In our busy, on-the-go lives, few things are as relaxing as a slow walk in a flowering rose garden. Just ten minutes strolling among these perfumed blooms transports us to another place where time seems to run more slowly and we can feel our stress seep slowly away, replaced by an inner calm and tranquility. Anyway, that's how we feel and, happily, visitors to San Francisco's Golden Gate Park have a delightful rose garden waiting for them.
Visiting any rose garden can be a magical experience. In the Rose Garden at San Francisco's Golden Gate Park, you'll encounter beautiful lush blooms, a relaxed vibe, and waves of wonderful fragrance wafting tantalizingly on the air. Bees are zipping around the flowers, butterflies flutter amongst the blooms, and birds are singing. Don't miss it on your next San Francisco outing.

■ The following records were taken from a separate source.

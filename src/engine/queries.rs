use chrono::NaiveDate;

use crate::model::*;
use crate::timeutil::date_of;

use super::{Engine, EngineError};

impl Engine {
    pub fn list_users(&self) -> Vec<User> {
        let mut users: Vec<User> = self.users.iter().map(|e| e.value().clone()).collect();
        users.sort_by_key(|u| u.id);
        users
    }

    pub fn find_user_by_name(&self, name: &str) -> Option<User> {
        self.users
            .iter()
            .find(|e| e.value().name == name)
            .map(|e| e.value().clone())
    }

    pub async fn list_rooms(&self) -> Vec<Room> {
        let states: Vec<_> = self.rooms.iter().map(|e| e.value().clone()).collect();
        let mut rooms = Vec::with_capacity(states.len());
        for rs in states {
            rooms.push(rs.read().await.info());
        }
        rooms.sort_by_key(|r| r.id);
        rooms
    }

    pub async fn get_room_info(&self, id: RoomId) -> Option<Room> {
        let rs = self.get_room(&id)?;
        let guard = rs.read().await;
        Some(guard.info())
    }

    /// All bookings across all rooms, ordered by id. Ids are monotonic, so
    /// id order equals insertion order.
    pub async fn all_bookings(&self) -> Vec<Booking> {
        self.collect_bookings(|_| true).await
    }

    pub async fn bookings_by_user(&self, user_id: UserId) -> Vec<Booking> {
        self.collect_bookings(|b| b.user_id == user_id).await
    }

    pub async fn bookings_by_room(&self, room_id: RoomId) -> Vec<Booking> {
        match self.get_room(&room_id) {
            Some(rs) => {
                let guard = rs.read().await;
                let mut bookings = guard.bookings.clone();
                bookings.sort_by_key(|b| b.id);
                bookings
            }
            None => Vec::new(),
        }
    }

    /// Bookings whose start instant falls on the given UTC calendar day.
    pub async fn bookings_on(&self, date: NaiveDate) -> Vec<Booking> {
        self.collect_bookings(|b| date_of(b.span.start) == Some(date))
            .await
    }

    pub async fn get_booking(&self, id: BookingId) -> Option<Booking> {
        let room_id = self.room_for_booking(&id)?;
        let rs = self.get_room(&room_id)?;
        let guard = rs.read().await;
        guard.get_booking(id).copied()
    }

    /// Like `get_booking` but with a typed failure for callers that treat a
    /// missing booking as an error.
    pub async fn require_booking(&self, id: BookingId) -> Result<Booking, EngineError> {
        self.get_booking(id)
            .await
            .ok_or(EngineError::BookingNotFound(id))
    }

    async fn collect_bookings(&self, keep: impl Fn(&Booking) -> bool) -> Vec<Booking> {
        let states: Vec<_> = self.rooms.iter().map(|e| e.value().clone()).collect();
        let mut bookings = Vec::new();
        for rs in states {
            let guard = rs.read().await;
            bookings.extend(guard.bookings.iter().filter(|b| keep(b)).copied());
        }
        bookings.sort_by_key(|b| b.id);
        bookings
    }
}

Nestling quietly in San Francisco's Golden Gate Park is an award-winning rose garden that shows off all of those colours and styles. Here you discover neatly tended rose bushes arranged in long neat rows in two rectangular garden beds running from Kennedy Drive through to Fulton Street.
Flanking the eastern perimeter of the garden is an extended walkway that rewards you with exquisite views of the garden. As you stroll leisurely along the main path, you will see a beautiful display of delicate climbing roses hugging a lattice fence.
Summer is the peak time to experience the garden in all its flowering glory. However, the many varieties of roses featured in the garden means that the blooming period is spread all year-round. Visitors to the gardens on Mother's Day or Father's Day are welcomed with an amazing display of flowers. There area also 4th of July floral celebrations. In short, you'll find something to pique your interest throughout the year. Even early January draws people to enjoy the San Francisco American Rose Society's pruning demonstrations.
Golden Gate Park's Rose Garden is home to more than 60 rose beds, all flourishing under the care of dedicated local gardeners. Here you will find lavender-pink roses, such as Lavender Lassie, while the Sally Holmes variety is a soft, pale pink or white color. The tall growing Eglantine rosebushes ignite in a fiery combination of reds and oranges in late summer. The yellow flowering Golden Showers produces loosely constructed blooms with fewer petals than some of its neighbors such as the multi-colored blooms of Joseph's Coat, Altissimo, and Royal Sunset with its shades of orange, red, and gold.
For captivating insights into the Golden Gate Park, the book San Francisco's Golden Gate Park: A Thousand and Seventeen Acres of Stories is hard to beat. Another title, The Making of Golden Gate Park: The Early Years 1865 to 1906, provides a historical perspective. Avid bird watchers need to go no further than Birds of Golden Gate Park, by the Golden Gate Audubon Society.
Why do we find roses so enchanting? Wars have been fought under their banners; red roses express romantic love, pink appreciation, yellow friendship, orange desire, while white roses signify purity and innocence.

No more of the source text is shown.